-- TASK DATA follows --

//! Key renaming across the canonical tree and every locale file.

use thiserror::Error;

use crate::core::{
    KeyPath, Tree, TreeError,
    tree::flat::{expand_flat, is_flat},
};

/// What to do when the target key already exists in the canonical tree.
#[derive(Debug, Clone, Copy, Default, PartialEq, Eq)]
pub enum DuplicatePolicy {
    /// Refuse to overwrite the existing key.
    #[default]
    Forbid,
    /// Overwrite it.
    Allow,
}

#[derive(Debug, Error)]
pub enum RekeyError {
    #[error("key \"{key}\" not found")]
    KeyNotFound { key: String },

    #[error("key \"{key}\" already exists (use --allow-existing to overwrite it)")]
    KeyAlreadyExists { key: String },

    #[error("old and new key are both \"{key}\"")]
    SameKey { key: String },

    #[error("cannot move \"{old}\" to \"{new}\"")]
    Collision {
        old: String,
        new: String,
        source: TreeError,
    },
}

/// A single move (or copy) of one key to another.
#[derive(Debug, Clone)]
pub struct Rekey {
    old_key: String,
    new_key: String,
    old: KeyPath,
    new: KeyPath,
    pub copy: bool,
    pub policy: DuplicatePolicy,
}

/// Outcome of applying a [`Rekey`] to one tree.
#[derive(Debug, Clone, Copy, PartialEq, Eq)]
pub enum RekeyOutcome {
    Moved,
    /// The tree does not have the old key.
    Skipped,
}

impl Rekey {
    pub fn new(old_key: &str, new_key: &str, separator: &str) -> Self {
        Self {
            old_key: old_key.to_string(),
            new_key: new_key.to_string(),
            old: KeyPath::parse(old_key, separator),
            new: KeyPath::parse(new_key, separator),
            copy: false,
            policy: DuplicatePolicy::default(),
        }
    }

    pub fn copy(mut self, copy: bool) -> Self {
        self.copy = copy;
        self
    }

    pub fn policy(mut self, policy: DuplicatePolicy) -> Self {
        self.policy = policy;
        self
    }

    pub fn old_key(&self) -> &str {
        &self.old_key
    }

    pub fn new_key(&self) -> &str {
        &self.new_key
    }

    /// Check the move against the canonical tree before touching any file.
    pub fn check(&self, canonical: &Tree) -> Result<(), RekeyError> {
        if self.old == self.new {
            return Err(RekeyError::SameKey {
                key: self.old_key.clone(),
            });
        }
        if canonical.get(&self.old).is_none() {
            return Err(RekeyError::KeyNotFound {
                key: self.old_key.clone(),
            });
        }
        if self.policy == DuplicatePolicy::Forbid && canonical.get(&self.new).is_some() {
            return Err(RekeyError::KeyAlreadyExists {
                key: self.new_key.clone(),
            });
        }
        Ok(())
    }

    /// Apply the move to `tree` in place.
    ///
    /// Presence is what counts: an empty string at the old key is moved too.
    pub fn apply(&self, tree: &mut Tree) -> Result<RekeyOutcome, RekeyError> {
        let Some(node) = tree.get(&self.old).cloned() else {
            return Ok(RekeyOutcome::Skipped);
        };
        tree.set(&self.new, node)
            .map_err(|source| RekeyError::Collision {
                old: self.old_key.clone(),
                new: self.new_key.clone(),
                source,
            })?;
        if !self.copy {
            tree.unset(&self.old);
        }
        Ok(RekeyOutcome::Moved)
    }

    /// Apply the move to a locale tree, normalizing flat encoding first.
    ///
    /// Returns the rewritten tree, or `None` when the locale lacks the old key
    /// and should be left untouched.
    pub fn apply_locale(&self, tree: Tree, separator: &str) -> Result<Option<Tree>, RekeyError> {
        let mut tree = if is_flat(&tree, separator) {
            expand_flat(tree, separator).tree
        } else {
            tree
        };
        match self.apply(&mut tree)? {
            RekeyOutcome::Moved => Ok(Some(tree)),
            RekeyOutcome::Skipped => Ok(None),
        }
    }
}
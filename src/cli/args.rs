//! CLI argument definitions using clap.
//!
//! ## Commands
//!
//! - `generate`: Rebuild the canonical translation file from source code
//! - `rekey`: Move or copy a key in every translation file
//! - `prune`: Remove locale translations the canonical file no longer has
//! - `lint`: Check the canonical file for bad keys and values
//! - `usage`: Show which files use which keys
//! - `sort`: Sort a translation file alphabetically
//! - `init`: Initialize lockey configuration file

use std::path::PathBuf;

use clap::{Args, CommandFactory, Parser, Subcommand};

use super::commands::lint::LintRule;

#[derive(Debug, Parser)]
#[command(author, version, about, long_about = None)]
pub struct Arguments {
    #[command(subcommand)]
    pub command: Option<Command>,
}

impl Arguments {
    /// Check if a command was provided, otherwise print help and return None.
    pub fn with_command_or_help(self) -> Option<Self> {
        if self.command.is_none() {
            Self::command().print_help().ok();
            None
        } else {
            Some(self)
        }
    }

    /// Get the verbose flag from the command's common args.
    pub fn verbose(&self) -> bool {
        match &self.command {
            Some(Command::Generate(cmd)) => cmd.common.verbose,
            Some(Command::Rekey(cmd)) => cmd.common.verbose,
            Some(Command::Prune(cmd)) => cmd.common.verbose,
            Some(Command::Lint(cmd)) => cmd.common.verbose,
            Some(Command::Usage(cmd)) => cmd.common.verbose,
            Some(Command::Sort(cmd)) => cmd.common.verbose,
            Some(Command::Init) | None => false,
        }
    }
}

/// Common arguments shared by all commands.
#[derive(Debug, Clone, Default, Args)]
pub struct CommonArgs {
    /// Project root directory; config discovery and relative paths start here
    #[arg(long)]
    pub source_root: Option<PathBuf>,

    /// Separator between the segments of a nested key (overrides config file)
    #[arg(long, env = "NESTING_KEY")]
    pub separator: Option<String>,

    /// Canonical translation file (overrides config file)
    #[arg(long, env = "INPUT_FILE")]
    pub input: Option<PathBuf>,

    /// Directory holding the locale files (overrides config file)
    #[arg(long)]
    pub strings_dir: Option<PathBuf>,

    /// Enable verbose output
    #[arg(short, long)]
    pub verbose: bool,
}

#[derive(Debug, Args)]
pub struct GenerateCommand {
    /// Directories to scan (default: config `searchPaths`)
    pub paths: Vec<String>,

    /// Where to write the canonical file (default: the input file)
    #[arg(long, env = "OUTPUT_FILE")]
    pub output: Option<PathBuf>,

    #[command(flatten)]
    pub common: CommonArgs,
}

#[derive(Debug, Args)]
pub struct RekeyCommand {
    /// Key to move
    pub old: String,

    /// Destination key
    pub new: String,

    /// Keep the old key in place
    #[arg(long)]
    pub copy: bool,

    /// Overwrite the destination key if it already exists
    #[arg(long)]
    pub allow_existing: bool,

    /// Only touch these locales (e.g. `de`, `pt-br`); can be repeated
    #[arg(long)]
    pub locale: Vec<String>,

    #[command(flatten)]
    pub common: CommonArgs,
}

#[derive(Debug, Args)]
pub struct PruneCommand {
    /// Report what would be removed without writing any file
    #[arg(long)]
    pub dry_run: bool,

    /// Only touch these locales (e.g. `de`, `pt-br`); can be repeated
    #[arg(long)]
    pub locale: Vec<String>,

    #[command(flatten)]
    pub common: CommonArgs,
}

#[derive(Debug, Args)]
pub struct LintCommand {
    /// Rules to run (default: all)
    #[arg(value_enum)]
    pub rules: Vec<LintRule>,

    /// Words that must not appear in values, comma- or newline-separated
    /// (overrides config file)
    #[arg(long, env = "I18N_HARDCODED_WORDS")]
    pub hardcoded_words: Option<String>,

    /// Keys exempt from the hardcoded-word rule, comma- or newline-separated
    /// (overrides config file)
    #[arg(long, env = "I18N_ALLOWED_HARDCODED_KEYS")]
    pub allowed_keys: Option<String>,

    #[command(flatten)]
    pub common: CommonArgs,
}

#[derive(Debug, Args)]
pub struct UsageCommand {
    /// Key to look up; lists every key by usage count when omitted
    pub key: Option<String>,

    /// Directories to scan (default: config `searchPaths`); can be repeated
    #[arg(long = "path")]
    pub paths: Vec<String>,

    #[command(flatten)]
    pub common: CommonArgs,
}

#[derive(Debug, Args)]
pub struct SortCommand {
    /// File to sort (default: the input file)
    pub file: Option<PathBuf>,

    #[command(flatten)]
    pub common: CommonArgs,
}

#[derive(Debug, Subcommand)]
pub enum Command {
    /// Rebuild the canonical translation file from the keys used in source code
    Generate(GenerateCommand),
    /// Move or copy a translation key in the canonical file and every locale
    Rekey(RekeyCommand),
    /// Remove locale translations whose keys are gone from the canonical file
    Prune(PruneCommand),
    /// Check the canonical file for malformed keys and placeholder values
    Lint(LintCommand),
    /// Show which source files use a key, or how often every key is used
    Usage(UsageCommand),
    /// Sort the keys of a translation file alphabetically
    Sort(SortCommand),
    /// Initialize a new .lockeyrc.json configuration file
    Init,
}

-- TASK DATA concluded --

• [EXERCISE REQUIREMENTS]: The answer should contain only the lines from the first line of the entries through the line holding "#[derive(Debug, Error)]", each exactly as written.

• [SOLUTION FOR THIS EXERCISE]:
//! Key renaming across the canonical tree and every locale file.

use thiserror::Error;

use crate::core::{
    KeyPath, Tree, TreeError,
    tree::flat::{expand_flat, is_flat},
};

/// What to do when the target key already exists in the canonical tree.
#[derive(Debug, Clone, Copy, Default, PartialEq, Eq)]
pub enum DuplicatePolicy {
    /// Refuse to overwrite the existing key.
    #[default]
    Forbid,
    /// Overwrite it.
    Allow,
}

#[derive(Debug, Error)]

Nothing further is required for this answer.